Mohammed Zaatari| The Daily Star
SIDON, Lebanon: In the hallways of the Civil Council against Addiction in the southern city of Sidon, Karim refuses to be photographed. Off camera, he speaks at length about how he beat his dependence on drugs.
Hasan, another addict, shares Karim’s preference for staying out of the public eye.
“Lebanese society is ruthless and, if it was known, we would not be able to find a job after recovery,” he said.
CCAA welcomes addicts and helps them throughout their recovery, whether their problems are physical, psychological or legal.
It opened two years ago as an initiative of Sidon MPs Bahia Hariri, former Prime Minister Fouad Siniora and local community members.
According to CCAA’s statistics, 48 percent of admitted addicts were Palestinian, 45 were Lebanese and 7 percent were of other nationalities. Fifty-eight percent took pills and did heroin and 41 percent did not finish middle school.

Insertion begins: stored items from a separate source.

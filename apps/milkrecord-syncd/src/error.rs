//! Error type for daemon commands.

use milkrecord_db::DbError;
use milkrecord_sync::SyncError;
use thiserror::Error;

#[derive(Debug, Error)]
pub enum CliError {
    #[error(transparent)]
    Sync(#[from] SyncError),

    #[error(transparent)]
    Database(#[from] DbError),

    #[error(transparent)]
    Serialization(#[from] serde_json::Error),

    #[error("Could not create data directory: {0}")]
    DataDir(#[from] std::io::Error),

    #[error("Seeding failed for {name}: {message}")]
    SeedFailed { name: String, message: String },
}

pub type CliResult<T> = Result<T, CliError>;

Most of the center’s patients are young people – as young as 15 – some students, others workers.They are both male and female and come from across the social divide.
“Addiction doesn’t distinguish between the poor and the rich,” the council’s executive director Majid Hamatto said.
The son of a middle-class family, Karim blamed the free time he had on his hands for pushing him to experiment with drugs. “I was sure of myself; I used to say that it’s just for fun,” said Karim, who is the second of four sons.
“I went on enjoying [drugs], I got addicted to it and my life changed.”
While Karim’s family tried to help him overcome his addiction, he struggled for 18 months, during which he increased his drug intake.
“I started stealing money from my father’s jacket in order to fulfill my addiction until I found myself in the hospital,” said Karim, who began his treatment nine months ago.“My life changed when the doctor told me that I had been thrown on a roadside, and I had peed in my pants.”
Hasan, on the other hand, comes from an impoverished background, which he said can easily compel someone to drug use.
Despite excelling as a craftsman, the hardships of making a living intensified as he began surrounding himself with friends who often did drugs.
“I was running away from the troubles of life by first smoking cigarettes, which made me feel like I owned the world,” he said.
“So I moved from cigarettes to pills and soon I started injecting myself with poison.”
The need to feel the pleasures of heroin again forced Hasan to sell his property and his mother’s jewelry.
Once he even sold his family’s gas canister.
“What pushed me to stop, to receive treatment and come to this center was when the health of one of my friends, who used to mentor me, deteriorated and he got sick,” Hasan said.
“He needed blood, so I went to the laboratory to donate mine,” he said. “But the nurse couldn’t draw my blood because all of my veins had been destroyed.”
The death of Hasan’s friend made him feel immensely guilty. “I swore that I would never to go back to addiction and here I am healing.”
The CCAA provides counseling, guidance, treatment and rehabilitation for drug addicts through its own Social Preventive Center.
A team of professionals help addicts restore a regular lifestyle, building their confidence, developing their skills and helping them find jobs.
Patients’ families also participate in the center’s activities. The SPC communicates with them through regular sessions and keeps them up to date about their children’s cases.
From January 2013 to December 2014, 102 addicts between ages 17 and 49 participated in the center’s services. Fifteen patients were admitted to hospitals to receive detox treatment.
In addition to conducting laboratory drug testings, the center also conducts free tests for Hepatitis B, Hepatitis C and HIV.
The SPC, which offers a 24/7 hotline service, deals with addicts in a humane way and respects each patient’s privacy.
The center also helps addicts serving time in Lebanese prisons by coordinating with judicial authorities to speed up their cases and assisting them find the right treatment. So far, the center has been following 12 cases.
According to the Internal Security Force’s unit of drug-related crimes, 458 individuals were arrested in 2014 for offenses related to using, smuggling, dealing or promoting drugs.
Nearly 400 males and 10 females were arrested for either dealing cannabis, heroin, cocaine, narcotic pills or a combination of substances. Of the 3,587 drug-related arrests in the country last year, 2,806 were Lebanese nationals.
Hamatto explained that treatment expenses were too high for most patients to handle and there was a huge reliance on the community to shoulder the costs.
The minimum cost for each patient is around $2,000, Hamatto said, primarily because of the high cost of medication.
“The goal is to involve local society to help and contribute to cover the patient’s recovery expenses,”Hamatto said.
“This is why a huge part of the treatment is based on donations from local society.”